INSTRUCTIONS TO FOLLOW: Extract, without alteration, each line from the start of the listing to the line bearing "let handle = scheduler.schedule(task, width, &[]).unwrap();".

--- START ---

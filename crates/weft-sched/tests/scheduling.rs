//! Batch partitioning, dependency ordering, and aliasing validation.

use weft_buffer::BufferRegistry;
use weft_core::{AccessMode, LifetimeClass, ScheduleError};
use weft_sched::{CompletionState, Task};
use weft_test_utils::fixtures::Gate;
use weft_test_utils::{lenient_scheduler, seeded_i32, strict_scheduler};

fn negate_with_width(width: usize) -> Vec<i32> {
    let scheduler = strict_scheduler(4);
    let input: Vec<i32> = (1..=10).collect();
    let buf = scheduler
        .registry()
        .create_from_slice(&input, LifetimeClass::Persistent)
        .unwrap();
    let view = buf.view_all(AccessMode::ReadWrite).unwrap();
    let task = Task::parallel_for("negate", view.len(), view, |i, v| v.update(i, |x: i32| -x));
    let handle = scheduler.schedule(task, width, &[]).unwrap();
    assert_eq!(handle.batch_count(), 10usize.div_ceil(width));
    handle.complete().unwrap();
    buf.to_vec().unwrap()
}

#[test]
fn batch_width_does_not_change_output() {
    let expected: Vec<i32> = (1..=10).map(|x| -x).collect();
    for width in [1, 3, 7, 10, 64] {
        assert_eq!(negate_with_width(width), expected, "width {width}");
    }
}

#[test]
fn batch_width_beyond_domain_runs_one_batch() {
    assert_eq!(negate_with_width(usize::MAX), (1..=10).map(|x| -x).collect::<Vec<i32>>());
}

#[test]
fn zero_batch_width_is_rejected() {
    let scheduler = strict_scheduler(2);
    let err = scheduler
        .schedule(Task::single("noop", (), |_| {}), 0, &[])
        .unwrap_err();
    assert_eq!(err, ScheduleError::InvalidBatchWidth);
}

#[test]
fn zero_domain_completes_at_schedule_time() {
    let scheduler = strict_scheduler(2);
    let handle = scheduler
        .schedule(Task::parallel_for("empty", 0, (), |_, _| {}), 8, &[])
        .unwrap();
    assert!(handle.is_completed());
    assert_eq!(handle.state(), CompletionState::Complete);
    assert_eq!(handle.batch_count(), 0);
    handle.complete().unwrap();
}

#[test]
fn chained_reader_sees_writer_output_every_cycle() {
    let scheduler = strict_scheduler(4);
    let reg = scheduler.registry();
    let counter = reg.create::<u64>(64, LifetimeClass::Persistent).unwrap();
    let seen = reg.create::<u64>(64, LifetimeClass::Persistent).unwrap();

    for cycle in 0..50u64 {
        scheduler.begin_cycle().unwrap();
        let write = counter.view_all(AccessMode::WriteOnly).unwrap();
        let a = scheduler
            .schedule(
                Task::parallel_for("count", 64, write, move |i, v| v.set(i, cycle * 1000 + i as u64)),
                5,
                &[],
            )
            .unwrap();
        let views = (
            counter.view_all(AccessMode::ReadOnly).unwrap(),
            seen.view_all(AccessMode::WriteOnly).unwrap(),
        );
        let b = scheduler
            .schedule(
                Task::parallel_for("check", 64, views, move |i, (src, dst)| {
                    let value = src.get(i);
                    assert_eq!(value, cycle * 1000 + i as u64);
                    dst.set(i, value);
                }),
                3,
                &[a],
            )
            .unwrap();
        b.complete().unwrap();
    }
    let last = seen.to_vec().unwrap();
    assert_eq!(last[63], 49 * 1000 + 63);
}

#[test]
fn disjoint_stride_lanes_run_concurrently() {
    let scheduler = strict_scheduler(4);
    let input = seeded_i32(11, 30);
    let buf = scheduler
        .registry()
        .create_from_slice(&input, LifetimeClass::Persistent)
        .unwrap();
    let ops: [fn(i32) -> i32; 3] = [|x| x + 1, |x| x * 2, |x| -x];
    let gate = Gate::new();
    let hold = scheduler.schedule(gate.task("hold"), 1, &[]).unwrap();

    let handles: Vec<_> = (0..3)
        .map(|lane| {
            let view = buf
                .view::<i32>(lane * 4, 12, 10, AccessMode::ReadWrite)
                .unwrap();
            let op = ops[lane];
            let task = Task::parallel_for(format!("lane{lane}"), 10, view, move |i, v| v.update(i, op));
            scheduler.schedule(task, 3, &[hold.clone()]).unwrap()
        })
        .collect();
    assert!(handles.iter().all(|h| !h.is_completed()));
    assert_eq!(scheduler.live_tasks(), 4);

    let peek = Task::parallel_for(
        "peek-lane0",
        10,
        buf.view::<i32>(0, 12, 10, AccessMode::ReadOnly).unwrap(),
        |i, v| {
            let _ = v.get(i);
        },
    );
    let err = scheduler.schedule(peek, 5, &[]).unwrap_err();
    let ScheduleError::DataRace(report) = err else {
        panic!("expected data race, got {err:?}");
    };
    assert_eq!(report.existing_task, handles[0].id());

    gate.open();
    scheduler.complete_all(&handles).unwrap();

    let expected: Vec<i32> = input
        .iter()
        .enumerate()
        .map(|(i, &x)| ops[i % 3](x))
        .collect();
    assert_eq!(buf.to_vec().unwrap(), expected);
}

#[test]
fn buffers_from_separate_registries_never_race() {
    let scheduler = strict_scheduler(2);
    let own = scheduler
        .registry()
        .create::<u32>(8, LifetimeClass::Persistent)
        .unwrap();
    let foreign = BufferRegistry::default()
        .create::<u32>(8, LifetimeClass::Persistent)
        .unwrap();
    assert_eq!(own.id().index, foreign.id().index);

    let gate = Gate::new();
    let hold = scheduler.schedule(gate.task("hold"), 1, &[]).unwrap();
    let first = Task::parallel_for("own", 8, own.view_all(AccessMode::WriteOnly).unwrap(), |i, v| {
        v.set(i, 1)
    });
    let first = scheduler.schedule(first, 4, &[hold]).unwrap();
    let second = Task::parallel_for(
        "foreign",
        8,
        foreign.view_all(AccessMode::WriteOnly).unwrap(),
        |i, v| v.set(i, 2),
    );
    let second = scheduler.schedule(second, 4, &[]).unwrap();

    gate.open();
    scheduler.complete_all(&[first, second]).unwrap();
    assert_eq!(own.to_vec().unwrap(), vec![1; 8]);
    assert_eq!(foreign.to_vec().unwrap(), vec![2; 8]);
}

#[test]
fn overlapping_writers_without_ordering_are_a_data_race() {
    let scheduler = strict_scheduler(2);
    let buf = scheduler
        .registry()
        .create::<f32>(10, LifetimeClass::Persistent)
        .unwrap();
    let gate = Gate::new();
    let hold = scheduler.schedule(gate.task("hold"), 1, &[]).unwrap();

    let first = Task::parallel_for("first", 10, buf.view_all(AccessMode::ReadWrite).unwrap(), |i, v| {
        v.set(i, 1.0)
    });
    let first = scheduler.schedule(first, 4, &[hold.clone()]).unwrap();

    let second = Task::parallel_for("second", 10, buf.view_all(AccessMode::ReadWrite).unwrap(), |i, v| {
        v.set(i, 2.0)
    });
    let err = scheduler.schedule(second, 4, &[]).unwrap_err();
    let ScheduleError::DataRace(report) = err else {
        panic!("expected data race, got {err:?}");
    };
    assert_eq!(report.buffer, buf.id());
    assert_eq!(report.existing_task, first.id());
    assert_eq!(report.existing_label, "first");
    assert_eq!(scheduler.metrics().data_races_detected, 1);

    gate.open();
    first.complete().unwrap();
    assert_eq!(buf.to_vec().unwrap(), vec![1.0; 10]);
}

#[test]
fn ordered_writers_and_concurrent_readers_are_accepted() {
    let scheduler = strict_scheduler(2);
    let buf = scheduler
        .registry()
        .create::<u32>(8, LifetimeClass::Persistent)
        .unwrap();
    let gate = Gate::new();
    let hold = scheduler.schedule(gate.task("hold"), 1, &[]).unwrap();
    let write = |label: &str, value: u32| {
        Task::parallel_for(label, 8, buf.view_all(AccessMode::WriteOnly).unwrap(), move |i, v| {
            v.set(i, value)
        })
    };
    let read = |label: &str| {
        Task::parallel_for(label, 8, buf.view_all(AccessMode::ReadOnly).unwrap(), |i, v| {
            let _ = v.get(i);
        })
    };

    let w1 = scheduler.schedule(write("w1", 1), 2, &[hold]).unwrap();
    let r1 = scheduler.schedule(read("r1"), 2, &[w1.clone()]).unwrap();
    let r2 = scheduler.schedule(read("r2"), 2, &[w1.clone()]).unwrap();
    // Ancestors through r1 and r2 cover every live writer and reader.
    let w2 = scheduler.schedule(write("w2", 2), 2, &[r1, r2]).unwrap();
    // A reader unordered with w2 is a race.
    assert!(matches!(
        scheduler.schedule(read("r3"), 2, &[w1]),
        Err(ScheduleError::DataRace(_))
    ));

    gate.open();
    w2.complete().unwrap();
    assert_eq!(buf.to_vec().unwrap(), vec![2; 8]);
}

#[test]
fn overlapping_writes_inside_one_task_are_a_data_race() {
    let scheduler = strict_scheduler(2);
    let buf = scheduler
        .registry()
        .create::<u8>(16, LifetimeClass::Persistent)
        .unwrap();
    let views = (
        buf.view::<u8>(0, 1, 16, AccessMode::WriteOnly).unwrap(),
        buf.view::<u8>(3, 4, 4, AccessMode::ReadWrite).unwrap(),
    );
    let task = Task::parallel_for("self-overlap", 4, views, |_, _| {});
    let id = task.id();
    let err = scheduler.schedule(task, 1, &[]).unwrap_err();
    let ScheduleError::DataRace(report) = err else {
        panic!("expected data race");
    };
    assert_eq!(report.new_task, id);
    assert_eq!(report.existing_task, id);
}

#[test]
fn warn_policy_logs_and_proceeds() {
    let scheduler = lenient_scheduler(2);
    let buf = scheduler
        .registry()
        .create::<u8>(4, LifetimeClass::Persistent)
        .unwrap();
    let gate = Gate::new();
    let hold = scheduler.schedule(gate.task("hold"), 1, &[]).unwrap();
    let a = scheduler
        .schedule(
            Task::single("a", buf.view_all(AccessMode::WriteOnly).unwrap(), |v| v.set(0, 1)),
            1,
            &[hold],
        )
        .unwrap();
    let b = scheduler
        .schedule(
            Task::single("b", buf.view_all(AccessMode::WriteOnly).unwrap(), |v| v.set(1, 1)),
            1,
            &[],
        )
        .unwrap();
    gate.open();
    scheduler.complete_all(&[a, b]).unwrap();
    assert_eq!(scheduler.metrics().data_races_detected, 1);
}

#[test]
fn duplicate_prerequisites_are_deduplicated() {
    let scheduler = strict_scheduler(2);
    let a = scheduler.schedule(Task::single("a", (), |_| {}), 1, &[]).unwrap();
    let b = scheduler
        .schedule(Task::single("b", (), |_| {}), 1, &[a.clone(), a.clone(), a])
        .unwrap();
    b.complete().unwrap();
}

#[test]
fn view_of_released_buffer_is_rejected() {
    let scheduler = strict_scheduler(2);
    let mut buf = scheduler
        .registry()
        .create::<u8>(4, LifetimeClass::Persistent)
        .unwrap();
    let view = buf.view_all(AccessMode::ReadOnly).unwrap();
    buf.release().unwrap();
    let err = scheduler
        .schedule(Task::single("late", view, |_| {}), 1, &[])
        .unwrap_err();
    assert!(matches!(
        err,
        ScheduleError::Buffer(weft_core::BufferError::UseAfterRelease { .. })
    ));
}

--- END ---

FINISHED TASK:
filename crates/weft-sched/tests/scheduling.rs
//! Batch partitioning, dependency ordering, and aliasing validation.

use weft_buffer::BufferRegistry;
use weft_core::{AccessMode, LifetimeClass, ScheduleError};
use weft_sched::{CompletionState, Task};
use weft_test_utils::fixtures::Gate;
use weft_test_utils::{lenient_scheduler, seeded_i32, strict_scheduler};

fn negate_with_width(width: usize) -> Vec<i32> {
    let scheduler = strict_scheduler(4);
    let input: Vec<i32> = (1..=10).collect();
    let buf = scheduler
        .registry()
        .create_from_slice(&input, LifetimeClass::Persistent)
        .unwrap();
    let view = buf.view_all(AccessMode::ReadWrite).unwrap();
    let task = Task::parallel_for("negate", view.len(), view, |i, v| v.update(i, |x: i32| -x));
    let handle = scheduler.schedule(task, width, &[]).unwrap();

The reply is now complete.